Not Bond or Smiley: MI6 busts spy myths
Intelligence work, or spying, is not about fast cars, consorting with beautiful women and frequent globetrotting, warns MI6, Britain’s intelligence service closely linked with glamorous fictional spy James Bond.
The success of Skyfall, the latest film in the James Bond franchise, has led the MI6 to counter the notion that spying involves “high-speed chases” and “shoot-outs in casinos” by issuing advertisements on the “qualities of a good spy.” The first thing to know about MI6, says the agency, is that nothing’s obvious. “If the qualities that make a good spy were obvious, they wouldn’t make a very good spy,” MI6 advises in the full-page advertisements in newapapers.
The success of espionage films, especially the James Bond series, and Tinker Tailor Soldier Spy, based on John le Carre’s book of the same name, has not helped the British secret services. A lot of thrill seekers and fantasists turn up for recruitment as spies. The Secret Intelligence Service, which only got its website in 2005, is running a national campaign for recruitment of spies, or intelligence officers.
Having set up a fast-track programme of recruitment of outstating candidates, MI6 is looking for people with interest in global affairs. Unlike Bond, MI6 wants to recruit more ordinary people.
“So while it’s true that the work is often challenging and even exciting, the qualities we look for are more ordinary than you would imagine. And more subtle,” MI6 reveals.
Spying for MI6 isn’t covert surveillance, or globetrotting to exotic locations, it is more like getting along with people from different cultures and backgrounds, having the drive and imagination to link up pieces of data to reveal opportunities others may have missed. Unlike Smiley, the taciturn MI6 spy in John le Carre’s books, the SIS describes “to talk and to listen,” as the best attributes of a good intelligence officer.
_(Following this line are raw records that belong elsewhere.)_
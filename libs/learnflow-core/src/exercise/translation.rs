//! Attempt tracking for one multiple-choice translation task.

use serde::{Deserialize, Serialize};

use crate::error::ActionError;
use crate::types::TranslationTask;

/// What a pick did to the task.
#[derive(Debug, Clone, Copy, PartialEq, Eq, Serialize, Deserialize)]
#[serde(tag = "result", rename_all = "snake_case")]
pub enum TranslationStep {
    /// Correct option; the task resolves correct.
    Correct,
    /// Wrong option with attempts left; the option is ruled out.
    Wrong { attempts_left: u32 },
    /// Wrong option on the last attempt; the answer is revealed and the task
    /// resolves with nothing.
    Revealed { correct_index: usize },
}

impl TranslationStep {
    /// Whether the task reached a terminal outcome.
    pub fn resolves(self) -> bool {
        !matches!(self, Self::Wrong { .. })
    }
}

#[derive(Debug, Clone)]
pub struct TranslationAttempt {
    correct_index: usize,
    variant_count: usize,
    attempts_allowed: u32,
    attempts_left: u32,
    ruled_out: Vec<usize>,
}

impl TranslationAttempt {
    pub fn new(task: &TranslationTask) -> Self {
        Self {
            correct_index: task.correct_index,
            variant_count: task.variants.len(),
            attempts_allowed: task.attempts_allowed.max(1),
            attempts_left: task.attempts_allowed.max(1),
            ruled_out: Vec::new(),
        }
    }

    pub fn choose(&mut self, index: usize) -> Result<TranslationStep, ActionError> {
        if index >= self.variant_count {
            return Err(ActionError::OptionOutOfRange {
                index,
                len: self.variant_count,
            });
        }
        if self.ruled_out.contains(&index) {
            return Err(ActionError::OptionRuledOut(index));
        }

        if index == self.correct_index {
            return Ok(TranslationStep::Correct);
        }

        self.attempts_left = self.attempts_left.saturating_sub(1);
        if self.attempts_left == 0 {
            Ok(TranslationStep::Revealed {
                correct_index: self.correct_index,
            })
        } else {
            self.ruled_out.push(index);
            Ok(TranslationStep::Wrong {
                attempts_left: self.attempts_left,
            })
        }
    }

    /// Skipping opens up after a wrong pick, while attempts remain.
    pub fn can_skip(&self) -> bool {
        self.attempts_left > 0 && self.attempts_left < self.attempts_allowed
    }

    pub fn attempts_left(&self) -> u32 {
        self.attempts_left
    }

    pub fn ruled_out(&self) -> &[usize] {
        &self.ruled_out
    }
}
The old Tinker tailor Soldier Spy image of the hyper-intelligent, slightly dysfunctional oddball is also not what MI6 spies are like, according to the SIS. “In fact, you will find that we value both emotional intelligence and academic achievement.” If there are any geniuses with bad temperaments, they need not apply, according to the MI6.
Spies are not loners, who will be expected to fend for themselves, even in dangerous situations. Rather, it is a team game.
The intelligence agencies in Britain, which used to recruit mostly from old-boy networks and universities, have become more open, innovative and varied in their recruitment processes. MI6 also addresses the “stereotype” of white male spies. “We don’t care what you are or where you are from, as long as you are a British national.”